• [EXERCISE]:
Among the records, which lines hold the word "operation"? Pick them out.

⁂

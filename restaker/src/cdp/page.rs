use std::sync::Arc;
use std::time::Duration;

use async_trait::async_trait;
use serde::Deserialize;
use serde_json::{json, Value};
use tokio::sync::broadcast;
use tracing::{debug, instrument};

use super::connection::{CdpConnection, CdpEvent};
use crate::deadline::{poll_until, with_deadline};
use crate::errors::RestakeError;
use crate::scripts;
use crate::surface::{Page, WaitOptions, WaitPolicy};

const POLL_INTERVAL: Duration = Duration::from_millis(100);

impl WaitPolicy {
    fn lifecycle_event(&self) -> &'static str {
        match self {
            WaitPolicy::DomContentLoaded => "DOMContentLoaded",
            WaitPolicy::NetworkIdle => "networkIdle",
        }
    }

    fn ready_state_reached(&self, state: &str) -> bool {
        match self {
            WaitPolicy::DomContentLoaded => state == "interactive" || state == "complete",
            WaitPolicy::NetworkIdle => state == "complete",
        }
    }
}

#[derive(Debug, Deserialize)]
#[serde(rename_all = "camelCase")]
struct NavigateResult {
    loader_id: Option<String>,
    error_text: Option<String>,
}

#[derive(Debug, Deserialize)]
#[serde(rename_all = "camelCase")]
struct LifecycleEvent {
    frame_id: String,
    loader_id: String,
    name: String,
}

#[derive(Debug, Deserialize)]
struct SelectorState {
    found: bool,
    visible: bool,
}

#[derive(Debug, Deserialize)]
struct Point {
    x: f64,
    y: f64,
}

/// A page target with its own DevTools socket.
pub struct CdpPage {
    target_id: String,
    connection: Arc<CdpConnection>,
    navigation_timeout: Duration,
}

impl CdpPage {
    pub(crate) async fn attach(
        ws_url: &str,
        target_id: &str,
        command_timeout: Duration,
        navigation_timeout: Duration,
    ) -> Result<Arc<Self>, RestakeError> {
        let connection = CdpConnection::connect(ws_url, command_timeout).await?;
        connection.call("Page.enable", json!({})).await?;
        connection
            .call("Page.setLifecycleEventsEnabled", json!({ "enabled": true }))
            .await?;
        debug!(target_id, "Attached to page");
        Ok(Arc::new(Self {
            target_id: target_id.to_string(),
            connection,
            navigation_timeout,
        }))
    }

    pub(crate) fn connection(&self) -> Arc<CdpConnection> {
        self.connection.clone()
    }

    /// Wait for the main frame to reach `wait`. With no loader id, the loader
    /// of the next `init` event in the main frame is tracked.
    async fn wait_for_lifecycle(
        &self,
        events: &mut broadcast::Receiver<CdpEvent>,
        mut loader: Option<String>,
        wait: WaitPolicy,
    ) -> Result<(), RestakeError> {
        let wanted = wait.lifecycle_event();
        with_deadline("page lifecycle", self.navigation_timeout, async {
            loop {
                let event = match events.recv().await {
                    Ok(event) => event,
                    Err(broadcast::error::RecvError::Lagged(skipped)) => {
                        debug!(skipped, "Lifecycle listener lagged");
                        continue;
                    }
                    Err(broadcast::error::RecvError::Closed) => {
                        return Err(RestakeError::Protocol("page socket closed".into()))
                    }
                };
                if event.method != "Page.lifecycleEvent" {
                    continue;
                }
                let Ok(lifecycle) = serde_json::from_value::<LifecycleEvent>(event.params) else {
                    continue;
                };
                if lifecycle.frame_id != self.target_id {
                    continue;
                }
                if loader.is_none() && lifecycle.name == "init" {
                    loader = Some(lifecycle.loader_id);
                    continue;
                }
                if loader.as_deref() == Some(lifecycle.loader_id.as_str()) && lifecycle.name == wanted
                {
                    return Ok(());
                }
            }
        })
        .await
    }

    /// Same-document navigations (hash routes) fire no lifecycle events, so
    /// poll `document.readyState` instead.
    async fn wait_for_ready_state(&self, wait: WaitPolicy) -> Result<(), RestakeError> {
        poll_until("document ready", self.navigation_timeout, POLL_INTERVAL, move || async move {
            let state = self.evaluate(scripts::READY_STATE).await?;
            Ok(state
                .as_str()
                .filter(|state| wait.ready_state_reached(state))
                .map(|_| ()))
        })
        .await
    }

    async fn dispatch_mouse(&self, kind: &str, point: &Point) -> Result<(), RestakeError> {
        self.connection
            .call(
                "Input.dispatchMouseEvent",
                json!({
                    "type": kind,
                    "x": point.x,
                    "y": point.y,
                    "button": "left",
                    "clickCount": 1,
                }),
            )
            .await
            .map(|_| ())
    }
}

#[async_trait]
impl Page for CdpPage {
    fn target_id(&self) -> &str {
        &self.target_id
    }

    async fn url(&self) -> Result<String, RestakeError> {
        match self.evaluate(scripts::LOCATION_HREF).await? {
            Value::String(url) => Ok(url),
            other => Err(RestakeError::Script(format!("location.href returned {other}"))),
        }
    }

    #[instrument(level = "debug", skip(self))]
    async fn goto(&self, url: &str, wait: WaitPolicy) -> Result<(), RestakeError> {
        let mut events = self.connection.subscribe();
        let result = self
            .connection
            .call("Page.navigate", json!({ "url": url }))
            .await
            .map_err(|e| RestakeError::NavigationFailed(format!("{url}: {e}")))?;
        let result: NavigateResult = serde_json::from_value(result)?;

        if let Some(error_text) = result.error_text {
            return Err(RestakeError::NavigationFailed(format!("{url}: {error_text}")));
        }
        match result.loader_id {
            Some(loader) => {
                self.wait_for_lifecycle(&mut events, Some(loader), wait)
                    .await
            }
            None => self.wait_for_ready_state(wait).await,
        }
    }

    #[instrument(level = "debug", skip(self))]
    async fn reload(&self, wait: WaitPolicy) -> Result<(), RestakeError> {
        let mut events = self.connection.subscribe();
        self.connection
            .call("Page.reload", json!({ "ignoreCache": false }))
            .await
            .map_err(|e| RestakeError::NavigationFailed(format!("reload: {e}")))?;
        self.wait_for_lifecycle(&mut events, None, wait).await
    }

    async fn wait_for_selector(
        &self,
        selector: &str,
        options: WaitOptions,
    ) -> Result<(), RestakeError> {
        let script = scripts::selector_state(selector);
        let script = script.as_str();
        let operation = format!("wait for {selector}");
        poll_until(&operation, options.timeout, POLL_INTERVAL, move || async move {
            let state: SelectorState = match self.evaluate(script).await? {
                Value::Null => return Ok(None),
                value => serde_json::from_value(value)?,
            };
            Ok((state.found && (state.visible || !options.visible)).then_some(()))
        })
        .await
    }

    #[instrument(level = "debug", skip(self))]
    async fn click(&self, selector: &str) -> Result<(), RestakeError> {
        let point: Point = match self.evaluate(&scripts::element_center(selector)).await? {
            Value::Null => return Err(RestakeError::ElementNotFound(selector.to_string())),
            value => serde_json::from_value(value)?,
        };
        self.dispatch_mouse("mouseMoved", &point).await?;
        self.dispatch_mouse("mousePressed", &point).await?;
        self.dispatch_mouse("mouseReleased", &point).await
    }

    async fn fill(&self, selector: &str, value: &str) -> Result<(), RestakeError> {
        let focused = self.evaluate(&scripts::focus_and_select(selector)).await?;
        if focused != Value::Bool(true) {
            return Err(RestakeError::ElementNotFound(selector.to_string()));
        }
        self.connection
            .call("Input.insertText", json!({ "text": value }))
            .await
            .map(|_| ())
    }

    async fn evaluate(&self, expression: &str) -> Result<Value, RestakeError> {
        let response = self
            .connection
            .call(
                "Runtime.evaluate",
                json!({
                    "expression": expression,
                    "returnByValue": true,
                    "awaitPromise": true,
                }),
            )
            .await?;

        if let Some(details) = response.get("exceptionDetails") {
            let message = details
                .pointer("/exception/description")
                .or_else(|| details.get("text"))
                .and_then(|v| v.as_str())
                .unwrap_or("JavaScript execution error");
            return Err(RestakeError::Script(message.to_string()));
        }

        Ok(response
            .pointer("/result/value")
            .cloned()
            .unwrap_or(Value::Null))
    }
}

⁂

• [THE COMPLETED TASK]:
        let operation = format!("wait for {selector}");
        poll_until(&operation, options.timeout, POLL_INTERVAL, move || async move {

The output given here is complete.